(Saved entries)

++++++++

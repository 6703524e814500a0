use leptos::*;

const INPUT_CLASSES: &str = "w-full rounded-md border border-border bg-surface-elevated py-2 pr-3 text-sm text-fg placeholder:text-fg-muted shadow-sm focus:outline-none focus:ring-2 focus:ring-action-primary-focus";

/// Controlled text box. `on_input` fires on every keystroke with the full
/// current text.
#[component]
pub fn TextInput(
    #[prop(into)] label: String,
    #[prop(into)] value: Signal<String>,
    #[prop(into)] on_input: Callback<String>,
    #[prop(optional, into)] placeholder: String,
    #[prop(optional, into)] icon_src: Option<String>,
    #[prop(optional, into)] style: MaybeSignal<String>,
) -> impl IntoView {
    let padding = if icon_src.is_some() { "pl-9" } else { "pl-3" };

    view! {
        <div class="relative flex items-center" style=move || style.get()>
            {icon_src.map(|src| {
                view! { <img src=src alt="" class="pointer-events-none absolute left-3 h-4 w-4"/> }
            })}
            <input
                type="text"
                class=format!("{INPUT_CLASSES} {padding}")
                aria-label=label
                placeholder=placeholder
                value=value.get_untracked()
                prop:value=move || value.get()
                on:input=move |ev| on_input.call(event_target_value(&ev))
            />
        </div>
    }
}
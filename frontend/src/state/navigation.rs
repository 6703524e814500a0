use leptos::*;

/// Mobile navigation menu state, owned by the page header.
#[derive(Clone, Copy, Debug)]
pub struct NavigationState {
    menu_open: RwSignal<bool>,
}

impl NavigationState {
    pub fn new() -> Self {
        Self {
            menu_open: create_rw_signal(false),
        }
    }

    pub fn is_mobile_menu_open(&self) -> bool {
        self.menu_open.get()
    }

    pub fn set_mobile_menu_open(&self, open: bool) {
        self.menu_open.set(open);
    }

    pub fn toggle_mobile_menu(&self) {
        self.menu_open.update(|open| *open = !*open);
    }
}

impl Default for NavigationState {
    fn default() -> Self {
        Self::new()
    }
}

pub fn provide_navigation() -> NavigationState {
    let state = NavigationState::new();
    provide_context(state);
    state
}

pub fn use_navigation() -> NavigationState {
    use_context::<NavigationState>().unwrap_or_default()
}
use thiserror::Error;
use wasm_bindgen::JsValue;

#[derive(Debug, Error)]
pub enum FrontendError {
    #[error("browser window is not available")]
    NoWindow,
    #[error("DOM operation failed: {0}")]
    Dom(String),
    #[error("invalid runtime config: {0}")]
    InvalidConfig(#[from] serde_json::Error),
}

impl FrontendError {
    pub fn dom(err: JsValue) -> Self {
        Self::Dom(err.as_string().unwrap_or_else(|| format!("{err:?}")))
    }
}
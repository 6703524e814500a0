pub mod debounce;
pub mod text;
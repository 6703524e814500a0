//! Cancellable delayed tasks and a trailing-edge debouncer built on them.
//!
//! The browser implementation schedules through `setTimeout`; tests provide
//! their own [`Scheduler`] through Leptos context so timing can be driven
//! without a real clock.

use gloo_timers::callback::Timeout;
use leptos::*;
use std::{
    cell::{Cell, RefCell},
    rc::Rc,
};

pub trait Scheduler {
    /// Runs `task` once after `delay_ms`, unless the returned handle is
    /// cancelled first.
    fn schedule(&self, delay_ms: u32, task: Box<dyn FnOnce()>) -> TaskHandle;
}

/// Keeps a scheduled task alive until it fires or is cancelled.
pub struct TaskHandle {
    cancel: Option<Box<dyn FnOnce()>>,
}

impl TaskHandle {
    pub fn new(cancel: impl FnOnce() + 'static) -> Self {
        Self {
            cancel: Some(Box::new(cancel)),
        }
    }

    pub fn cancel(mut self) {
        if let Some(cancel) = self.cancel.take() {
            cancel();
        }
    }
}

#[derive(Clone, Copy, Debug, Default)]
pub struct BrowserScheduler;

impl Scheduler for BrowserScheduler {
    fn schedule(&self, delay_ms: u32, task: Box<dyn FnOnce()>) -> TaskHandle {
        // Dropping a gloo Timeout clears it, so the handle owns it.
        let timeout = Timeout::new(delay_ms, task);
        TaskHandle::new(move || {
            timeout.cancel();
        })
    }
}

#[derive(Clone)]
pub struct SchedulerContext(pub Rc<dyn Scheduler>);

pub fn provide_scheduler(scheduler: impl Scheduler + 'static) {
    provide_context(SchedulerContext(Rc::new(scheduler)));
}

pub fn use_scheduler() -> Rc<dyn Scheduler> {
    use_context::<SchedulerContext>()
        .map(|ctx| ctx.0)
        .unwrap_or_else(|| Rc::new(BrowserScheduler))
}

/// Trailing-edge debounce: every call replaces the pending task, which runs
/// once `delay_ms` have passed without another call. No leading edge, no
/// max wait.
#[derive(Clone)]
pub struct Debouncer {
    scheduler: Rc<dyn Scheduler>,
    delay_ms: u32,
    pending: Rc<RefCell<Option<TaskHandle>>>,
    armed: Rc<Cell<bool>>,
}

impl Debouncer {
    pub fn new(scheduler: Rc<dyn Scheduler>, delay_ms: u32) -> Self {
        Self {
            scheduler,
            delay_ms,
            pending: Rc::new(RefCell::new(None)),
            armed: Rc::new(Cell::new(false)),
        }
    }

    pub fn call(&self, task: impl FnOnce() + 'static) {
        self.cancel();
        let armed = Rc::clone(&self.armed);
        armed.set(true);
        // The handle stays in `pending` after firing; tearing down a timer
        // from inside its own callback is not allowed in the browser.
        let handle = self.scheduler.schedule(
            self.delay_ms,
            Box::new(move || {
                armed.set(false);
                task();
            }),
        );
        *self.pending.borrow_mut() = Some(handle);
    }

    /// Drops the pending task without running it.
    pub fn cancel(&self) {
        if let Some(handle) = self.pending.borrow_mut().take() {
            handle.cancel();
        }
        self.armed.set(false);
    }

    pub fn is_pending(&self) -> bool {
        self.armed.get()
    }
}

++++++++

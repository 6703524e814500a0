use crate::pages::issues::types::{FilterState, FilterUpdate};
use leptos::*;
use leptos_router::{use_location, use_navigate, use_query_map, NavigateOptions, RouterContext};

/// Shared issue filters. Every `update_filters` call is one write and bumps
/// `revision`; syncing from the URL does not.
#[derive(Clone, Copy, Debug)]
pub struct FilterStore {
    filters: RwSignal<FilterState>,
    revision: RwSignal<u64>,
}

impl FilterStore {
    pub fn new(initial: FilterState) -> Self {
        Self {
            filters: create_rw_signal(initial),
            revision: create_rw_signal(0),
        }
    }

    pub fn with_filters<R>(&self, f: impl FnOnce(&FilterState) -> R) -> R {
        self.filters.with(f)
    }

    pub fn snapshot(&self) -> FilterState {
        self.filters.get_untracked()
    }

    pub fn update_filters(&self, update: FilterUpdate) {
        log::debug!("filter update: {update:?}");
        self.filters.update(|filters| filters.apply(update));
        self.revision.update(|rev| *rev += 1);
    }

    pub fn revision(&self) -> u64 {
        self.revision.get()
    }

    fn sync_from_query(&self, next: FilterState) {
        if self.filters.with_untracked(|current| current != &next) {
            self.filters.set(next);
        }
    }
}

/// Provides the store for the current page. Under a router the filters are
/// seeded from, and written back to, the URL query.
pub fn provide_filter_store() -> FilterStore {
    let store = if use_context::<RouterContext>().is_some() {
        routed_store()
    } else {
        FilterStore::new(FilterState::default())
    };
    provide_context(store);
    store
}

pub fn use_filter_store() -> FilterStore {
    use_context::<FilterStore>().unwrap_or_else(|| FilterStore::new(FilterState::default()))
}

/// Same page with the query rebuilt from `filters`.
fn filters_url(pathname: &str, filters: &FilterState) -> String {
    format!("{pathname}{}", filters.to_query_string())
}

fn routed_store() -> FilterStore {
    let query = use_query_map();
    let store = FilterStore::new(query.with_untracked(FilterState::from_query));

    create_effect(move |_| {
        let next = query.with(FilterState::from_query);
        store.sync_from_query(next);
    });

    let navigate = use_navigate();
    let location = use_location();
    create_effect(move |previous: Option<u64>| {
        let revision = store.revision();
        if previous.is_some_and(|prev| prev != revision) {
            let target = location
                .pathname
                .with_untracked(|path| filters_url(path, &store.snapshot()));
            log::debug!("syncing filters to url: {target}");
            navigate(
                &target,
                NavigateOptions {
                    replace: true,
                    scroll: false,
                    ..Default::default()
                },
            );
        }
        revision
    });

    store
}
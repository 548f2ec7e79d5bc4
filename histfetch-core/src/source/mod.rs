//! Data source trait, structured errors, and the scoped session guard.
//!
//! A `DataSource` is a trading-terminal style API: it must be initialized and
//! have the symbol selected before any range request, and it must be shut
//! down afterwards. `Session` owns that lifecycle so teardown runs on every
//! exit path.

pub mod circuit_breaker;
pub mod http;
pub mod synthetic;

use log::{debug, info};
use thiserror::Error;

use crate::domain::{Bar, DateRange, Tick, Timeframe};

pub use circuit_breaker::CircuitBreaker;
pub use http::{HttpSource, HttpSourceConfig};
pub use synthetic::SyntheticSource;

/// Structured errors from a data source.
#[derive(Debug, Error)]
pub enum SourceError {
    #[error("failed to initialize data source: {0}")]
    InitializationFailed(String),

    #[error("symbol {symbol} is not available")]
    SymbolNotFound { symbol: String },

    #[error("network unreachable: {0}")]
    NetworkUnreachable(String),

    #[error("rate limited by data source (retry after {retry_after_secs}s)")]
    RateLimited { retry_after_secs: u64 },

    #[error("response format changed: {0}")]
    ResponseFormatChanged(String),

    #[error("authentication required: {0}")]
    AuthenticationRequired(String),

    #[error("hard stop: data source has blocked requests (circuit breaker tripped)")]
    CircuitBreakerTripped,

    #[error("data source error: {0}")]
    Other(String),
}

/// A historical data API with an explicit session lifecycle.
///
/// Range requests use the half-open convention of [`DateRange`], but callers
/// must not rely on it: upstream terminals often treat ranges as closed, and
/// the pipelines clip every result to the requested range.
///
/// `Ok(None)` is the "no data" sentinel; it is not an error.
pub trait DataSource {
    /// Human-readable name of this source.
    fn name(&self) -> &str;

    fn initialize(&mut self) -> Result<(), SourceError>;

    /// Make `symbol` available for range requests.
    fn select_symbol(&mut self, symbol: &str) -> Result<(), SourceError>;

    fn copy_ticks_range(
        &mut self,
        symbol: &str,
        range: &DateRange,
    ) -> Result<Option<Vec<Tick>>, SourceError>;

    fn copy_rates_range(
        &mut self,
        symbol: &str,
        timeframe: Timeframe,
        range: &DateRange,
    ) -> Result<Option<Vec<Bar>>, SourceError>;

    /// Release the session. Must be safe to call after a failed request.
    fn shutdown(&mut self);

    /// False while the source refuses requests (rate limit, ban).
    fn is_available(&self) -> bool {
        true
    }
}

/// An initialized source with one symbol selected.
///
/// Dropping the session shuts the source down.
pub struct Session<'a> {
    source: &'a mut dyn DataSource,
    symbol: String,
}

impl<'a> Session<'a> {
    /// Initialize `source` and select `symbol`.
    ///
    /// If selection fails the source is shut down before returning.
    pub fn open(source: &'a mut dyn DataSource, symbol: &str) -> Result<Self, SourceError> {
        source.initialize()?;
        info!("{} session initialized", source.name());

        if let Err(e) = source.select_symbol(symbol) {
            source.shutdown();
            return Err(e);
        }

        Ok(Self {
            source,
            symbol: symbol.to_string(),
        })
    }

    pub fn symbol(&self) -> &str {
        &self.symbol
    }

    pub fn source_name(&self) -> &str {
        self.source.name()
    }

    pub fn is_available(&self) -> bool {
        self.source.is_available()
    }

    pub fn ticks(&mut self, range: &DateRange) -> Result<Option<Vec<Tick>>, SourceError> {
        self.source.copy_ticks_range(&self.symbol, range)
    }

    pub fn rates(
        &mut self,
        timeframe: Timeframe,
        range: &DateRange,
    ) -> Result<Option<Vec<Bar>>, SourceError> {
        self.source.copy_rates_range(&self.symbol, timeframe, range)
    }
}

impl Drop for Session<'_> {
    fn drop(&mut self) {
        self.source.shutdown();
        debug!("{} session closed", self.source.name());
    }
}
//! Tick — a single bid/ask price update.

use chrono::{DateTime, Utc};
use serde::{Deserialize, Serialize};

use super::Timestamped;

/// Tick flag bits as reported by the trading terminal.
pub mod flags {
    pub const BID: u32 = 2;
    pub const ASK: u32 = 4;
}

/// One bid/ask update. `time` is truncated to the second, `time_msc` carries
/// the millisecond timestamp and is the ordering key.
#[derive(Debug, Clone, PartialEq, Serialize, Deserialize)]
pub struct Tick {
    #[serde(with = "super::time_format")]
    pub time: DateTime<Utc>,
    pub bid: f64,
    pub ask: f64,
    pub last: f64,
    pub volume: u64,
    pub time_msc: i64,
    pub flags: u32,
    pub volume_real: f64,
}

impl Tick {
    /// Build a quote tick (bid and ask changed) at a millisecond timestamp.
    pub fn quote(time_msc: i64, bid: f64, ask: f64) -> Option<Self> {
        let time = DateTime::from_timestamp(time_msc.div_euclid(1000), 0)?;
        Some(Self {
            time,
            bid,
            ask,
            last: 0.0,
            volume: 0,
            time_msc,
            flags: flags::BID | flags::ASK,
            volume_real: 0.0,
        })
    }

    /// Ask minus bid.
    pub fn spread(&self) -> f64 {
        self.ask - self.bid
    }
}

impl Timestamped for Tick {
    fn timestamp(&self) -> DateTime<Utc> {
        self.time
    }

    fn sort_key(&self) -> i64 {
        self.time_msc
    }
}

++++++++

Requirement>
Return every line of the preceding records in which the word "closed" appears.

Answer for the task>
/// must not rely on it: upstream terminals often treat ranges as closed, and
        debug!("{} session closed", self.source.name());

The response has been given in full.